What Is Agent Script?

According to the official Agentforce Developer Guide, Agent Script is the language for building agents in Agentforce Builder. Script combines the flexibility of natural language instructions for handling conversational tasks with the reliability of programmatic expressions for handling business rules.

You can build predictable, context-aware agent workflows that don't rely solely on interpretation by an LLM. For example, you can use script to control when your agent transitions from one subagent to another or when actions are run in a particular sequence — sometimes called action chaining.

💡 Topics are now called SubagentsBeginning in April 2026, agent topics are now called subagents. There are no changes to functionality. During this transition, you may see a mix of the new and previous terms in documentation.
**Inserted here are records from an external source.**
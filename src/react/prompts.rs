//! 提示词：system prompt（由注册表与标记协议生成）与每步的页面状态消息

use crate::browser::WorldState;
use crate::memory::{ContentPart, MessageContent};
use crate::react::parser::BlockKind;
use crate::tools::{ActionRegistry, ActionResult};

const SYSTEM_PROMPT_HEAD: &str = r#"You are a browser automation agent. You work step by step: each step you receive the current page state, reason about it, and choose actions from the list below.

Interactive elements are listed as [index]<element>. Only elements with an index can be interacted with.

Sensitive values are shown as <secret>name</secret>. Use the placeholder as-is in action arguments; never ask for the real value."#;

/// 根据已注册动作生成 system prompt
pub fn build_system_prompt(registry: &ActionRegistry) -> String {
    let blocks: Vec<String> = BlockKind::ALL
        .iter()
        .map(|k| format!("{}...{}", k.open_marker(), k.close_marker()))
        .collect();
    format!(
        r#"{head}

# Response format
Wrap every part of your answer in one of these blocks:
{blocks}

- [THINKING] evaluate the previous action, note what you have learned and plan the next move.
- [ACTION] exactly one action as JSON: {{"action_name": {{...arguments}}}}. Use one [ACTION] block per action; they run in order.
- [QUESTION] ask the user when you cannot continue without their input. The task pauses until they answer.
- [FINAL_RESPONSE] the answer for the user, only when no further action is needed.
- Call "done" when the task is complete, with the full answer in "text".

# Available actions
{actions}
"#,
        head = SYSTEM_PROMPT_HEAD,
        blocks = blocks.join("\n"),
        actions = registry.to_schema_json(),
    )
}

/// 单个动作结果在上下文中的文本
pub fn describe_result(result: &ActionResult) -> Option<String> {
    if let Some(err) = &result.error {
        return Some(format!("Action error: {err}"));
    }
    result
        .extracted_content
        .as_ref()
        .map(|c| format!("Action result: {c}"))
}

/// 页面状态消息：步骤信息、当前时间、标签页、仅本步可见的动作结果、元素列表，开启视觉时附截图
pub fn build_perception_snapshot(
    state: &WorldState,
    step: usize,
    max_steps: usize,
    transient_results: &[ActionResult],
    use_vision: bool,
) -> MessageContent {
    let mut text = format!(
        "[Step {} of {}] Current date and time: {}\n",
        step + 1,
        max_steps,
        chrono::Local::now().format("%Y-%m-%d %H:%M")
    );
    text.push_str(&format!("Current url: {}\nTitle: {}\n", state.url, state.title));
    if !state.tabs.is_empty() {
        text.push_str("Available tabs:\n");
        for tab in &state.tabs {
            text.push_str(&format!("  - id={} url={} title={}\n", tab.id, tab.url, tab.title));
        }
    }
    let notes: Vec<String> = transient_results.iter().filter_map(describe_result).collect();
    if !notes.is_empty() {
        text.push_str("Previous step:\n");
        for n in notes {
            text.push_str(&format!("  {n}\n"));
        }
    }
    text.push_str("Interactive elements:\n");
    if state.summary_text.trim().is_empty() {
        text.push_str("(empty page)");
    } else {
        text.push_str(&state.summary_text);
    }

    match (&state.screenshot, use_vision) {
        (Some(data_url), true) => MessageContent::Parts(vec![
            ContentPart::Text { text },
            ContentPart::Image {
                data_url: data_url.clone(),
            },
        ]),
        _ => MessageContent::Text(text),
    }
}
//! 核心层：错误与处置、恢复引擎、任务状态与控制句柄

pub mod error;
pub mod recovery;
pub mod state;

pub use error::{AgentError, ErrorDisposition};
pub use recovery::RecoveryEngine;
pub use state::{TaskControl, TaskPhase};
Three Ways to Write Agent Script

The official docs describe three authoring modes:

  • Chat with Agentforce — describe what you want in plain English and Agentforce converts it to subagents, actions, instructions, and expressions
  • Canvas view — script is summarised into readable blocks. Type / to add expressions and @ to add resources like subagents, actions, and variables
  • Script view — write and edit Agent Script directly with syntax highlighting, autocompletion, and validation. This is the pro-code path

Developers can also use Agentforce DX to generate or retrieve a script file into their local Salesforce DX project and then work with it in Visual Studio Code. The Agentforce DX VS Code Extension fully supports the Agent Script language with standard code editing features.

The Two Halves of Agent Script: Deterministic + LLM

This is the core architectural idea. Agent Script preserves the conversational skills and complex reasoning ability derived from natural language prompts, and it adds the determinism of programmatic instructions.

In any given subagent you can define:

  • Specific areas where an LLM is free to make reasoning decisions — handled via Reasoning Instructions
  • Specific areas where the agent must execute deterministically — also handled via Reasoning Instructions, using logic instructions alongside prompt instructions
  • Variables to reliably store information about the agent's current state, rather than relying on LLM context memory
  • Conditional expressions to determine the agent's execution path or LLM utterances
  • Conditions under which the agent transitions to a new subagent — deterministically or as an LLM tool

Variables

According to the official Variables reference, variables let agents deterministically remember information across conversation turns, track progress, and maintain context throughout the session. You define all variables in the variables block, and all subagents in the agent can access them.

There are three types:

TypeDescription
Regular variableYou initialize it with a default value. Use mutable to allow the agent to change it.
Linked variableValue is tied to an action's output. Can't have a default value, can't be set by the agent.
System variablePredefined and prepopulated. Currently @system_variables.user_input is the only one — holds the customer's most recent utterance.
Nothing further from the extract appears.